Justin grew up in what he calls “an unconventional environment.” Cycles of poverty, unemployment and homelessness were pervasive throughout his childhood.
Justin’s parents separated when he was young. His father struggled with legal troubles and addiction, and his mother was forced to move their family from motels and cars to tents and shelters. By the age of 18, plagued with feelings of inadequacy and exclusion, Justin had turned to substances to cope.
“At my lowest point I was sleeping outside and panhandling for money to support my habit,” he said. “I was completely lost. I was unaware that I was suffering from the illness of addiction, the same illness that contributed to my father’s death at the age of 47.”
On May 22, 2008, after hitting rock bottom, Justin decided it was time for a life change. He moved from Los Angeles to The Foundation House, a non-profit sober living facility in Flagstaff. “I will always remember that day; it was snowing … in May,” Justin recalled.
Over the course of eight months, with the help of mentors and an action-based recovery program, he found relief from addiction. Since then, he has remained continuously sober, mentoring those with similar backgrounds and dedicating himself to furthering his education.
“I was in gifted courses as a kid, and I loved learning. But at some point, I just grew disconnected. I wasn’t in an environment that fostered importance on education. Going to college didn’t even seem like a possibility.”

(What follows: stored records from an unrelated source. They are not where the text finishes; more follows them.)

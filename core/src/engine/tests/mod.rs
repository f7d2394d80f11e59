//! Tests for the queue state machine and task lifecycle

mod helpers;
mod lifecycle_tests;
mod timer_tests;
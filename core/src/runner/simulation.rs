//! Tick-driven simulation of a whole program
//!
//! Each tick is one scheduling decision cycle:
//! 1. finish the task started on the previous tick
//! 2. if the call stack is empty, admit the program's next steps up to and
//!    including the next synchronous one
//! 3. advance virtual time, releasing elapsed timers
//! 4. select and begin at most one task
//!
//! Admitting lazily keeps synchronous steps in document order even though the
//! call stack always serves its most recent admission first.

use serde::{Deserialize, Serialize};

use crate::config::{Config, TickerConfig};
use crate::engine::{Engine, Task, TaskId, TaskKind, TraceEvent};
use crate::steps::{extract_program, Extraction, QueueId, Step};

/// Task started by a tick
#[derive(Debug, Clone, PartialEq, Serialize, Deserialize)]
#[serde(rename_all = "camelCase")]
pub struct ExecutedTask {
    pub id: TaskId,
    pub kind: TaskKind,
    pub queue: QueueId,
    pub description: String,
    pub source_line: usize,
    pub started_at_ms: u64,
}

/// What a single tick did
#[derive(Debug, Clone, Default, PartialEq, Serialize, Deserialize)]
#[serde(rename_all = "camelCase")]
pub struct TickReport {
    pub tick: u64,
    pub now_ms: u64,
    #[serde(default, skip_serializing_if = "Option::is_none")]
    pub finished: Option<TaskId>,
    #[serde(default, skip_serializing_if = "Vec::is_empty")]
    pub released: Vec<TaskId>,
    #[serde(default, skip_serializing_if = "Option::is_none")]
    pub started: Option<ExecutedTask>,
    #[serde(default, skip_serializing_if = "Option::is_none")]
    pub console: Option<String>,
}

/// Outcome of running a simulation to the end
#[derive(Debug, Clone, PartialEq, Serialize, Deserialize)]
#[serde(rename_all = "camelCase")]
pub struct RunReport {
    pub ticks: u64,
    /// False when the tick limit stopped the run early
    pub completed: bool,
    pub final_time_ms: u64,
    pub executed: Vec<ExecutedTask>,
    pub console: Vec<String>,
    pub trace: Vec<TraceEvent>,
}

#[derive(Debug, Clone)]
pub struct Simulation {
    engine: Engine,
    extraction: Extraction,
    ticker: TickerConfig,
    running: Option<TaskId>,
    /// Index of the next step to admit
    cursor: usize,
    ticks: u64,
    executed: Vec<ExecutedTask>,
    console: Vec<String>,
}

impl Simulation {
    /// Compile `source`; steps are admitted tick by tick
    pub fn load(source: &str, config: &Config) -> Self {
        let extraction = extract_program(source);
        let engine = Engine::with_trace_capacity(config.engine.trace_capacity);
        tracing::info!(
            steps = extraction.steps.len(),
            functions = extraction.functions.len(),
            "Loaded simulation"
        );

        Self {
            engine,
            extraction,
            ticker: config.ticker.clone(),
            running: None,
            cursor: 0,
            ticks: 0,
            executed: Vec::new(),
            console: Vec::new(),
        }
    }

    /// Run one scheduling decision cycle
    pub fn tick(&mut self) -> TickReport {
        self.ticks += 1;
        let mut report = TickReport {
            tick: self.ticks,
            ..TickReport::default()
        };

        if let Some(id) = self.running.take() {
            report.finished = Some(id);
            report.console = self.finish(id);
        }

        if self.engine.call_stack().is_empty() {
            self.admit_until_sync();
        }

        report.released = self.engine.advance_clock(self.virtual_step_ms());
        if self.ticker.fast_forward && self.engine.select_next().is_none() {
            if let Some(due) = self.engine.next_timer_due() {
                report.released.extend(self.engine.advance_clock_to(due));
            }
        }

        if let Some(id) = self.engine.select_next().map(|task| task.id) {
            if let Ok(task) = self.engine.begin_execution(id) {
                let executed = ExecutedTask {
                    id,
                    kind: task.kind,
                    queue: task.queue,
                    description: task.description,
                    source_line: task.source_line,
                    started_at_ms: self.engine.now_ms(),
                };
                self.executed.push(executed.clone());
                self.running = Some(id);
                report.started = Some(executed);
            }
        }

        report.now_ms = self.engine.now_ms();
        report
    }

    /// Admit steps in order until one lands on the call stack or none are left
    fn admit_until_sync(&mut self) {
        while let Some(step) = self.extraction.steps.get(self.cursor) {
            self.cursor += 1;
            let task = self.engine.admit(step);
            if task.queue == QueueId::CallStack {
                break;
            }
        }
    }

    /// Complete (or fail, for error steps) the task started last tick
    fn finish(&mut self, id: TaskId) -> Option<String> {
        let is_error = self
            .engine
            .task(id)
            .is_some_and(|task| task.kind == TaskKind::Error);

        if is_error {
            let message = self
                .engine
                .task(id)
                .and_then(|task| task.payload.clone())
                .unwrap_or_else(|| "parse error".to_string());
            self.engine.fail(id, &message).ok();
            return None;
        }

        let task: Task = self.engine.complete(id).ok()?;
        match (task.kind, task.payload) {
            (TaskKind::Console, Some(line)) => {
                self.console.push(line.clone());
                Some(line)
            }
            _ => None,
        }
    }

    /// Tick until nothing is left or the tick limit is reached
    pub fn run_to_completion(&mut self) -> RunReport {
        while !self.is_done() && self.ticks < self.ticker.max_ticks {
            self.tick();
        }
        let report = self.report();
        tracing::info!(
            ticks = report.ticks,
            executed = report.executed.len(),
            completed = report.completed,
            "Simulation finished"
        );
        report
    }

    pub fn report(&self) -> RunReport {
        RunReport {
            ticks: self.ticks,
            completed: self.is_done(),
            final_time_ms: self.engine.now_ms(),
            executed: self.executed.clone(),
            console: self.console.clone(),
            trace: self.engine.trace().iter().cloned().collect(),
        }
    }

    /// Every step admitted and nothing queued, waiting or executing
    pub fn is_done(&self) -> bool {
        self.running.is_none()
            && self.cursor >= self.extraction.steps.len()
            && self.engine.is_idle()
    }

    /// Virtual milliseconds covered by one tick
    pub fn virtual_step_ms(&self) -> u64 {
        (self.ticker.interval_ms as f64 * self.ticker.speed).round() as u64
    }

    /// Change the speed multiplier; non-positive values are ignored
    pub fn set_speed(&mut self, speed: f64) {
        if speed.is_finite() && speed > 0.0 {
            self.ticker.speed = speed;
        } else {
            tracing::warn!(speed, "Ignoring invalid speed multiplier");
        }
    }

    pub fn speed(&self) -> f64 {
        self.ticker.speed
    }

    pub fn ticks(&self) -> u64 {
        self.ticks
    }

    pub fn max_ticks(&self) -> u64 {
        self.ticker.max_ticks
    }

    pub fn interval_ms(&self) -> u64 {
        self.ticker.interval_ms
    }

    pub fn engine(&self) -> &Engine {
        &self.engine
    }

    pub fn steps(&self) -> &[Step] {
        &self.extraction.steps
    }

    pub fn extraction(&self) -> &Extraction {
        &self.extraction
    }

    /// Clear the engine and start the program over
    pub fn restart(&mut self) {
        self.engine.reset();
        self.running = None;
        self.cursor = 0;
        self.ticks = 0;
        self.executed.clear();
        self.console.clear();
    }
}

With help from The Foundation House, several scholarships and a tuition waiver from the All Arizona Academic Team, Justin enrolled in the CCC2NAU program to study geology and mathematics.
He has since received a research grant from NASA, a first place award at the NAU Undergraduate and Research Design Symposium and was recognized as the Outstanding Geology Student of the Year. He also conducts cutting edge research with David Brumbaugh, renowned NAU professor and earthquake expert.
“Justin is one of the brightest and hardest working students I have ever collaborated with on a research project,” Brumbaugh said. “I feel fortunate to have had the opportunity to be his mentor, and watch him progress as a researcher. Justin has had to overcome many obstacles to arrive at this place and time in life. He is to be congratulated and emulated.”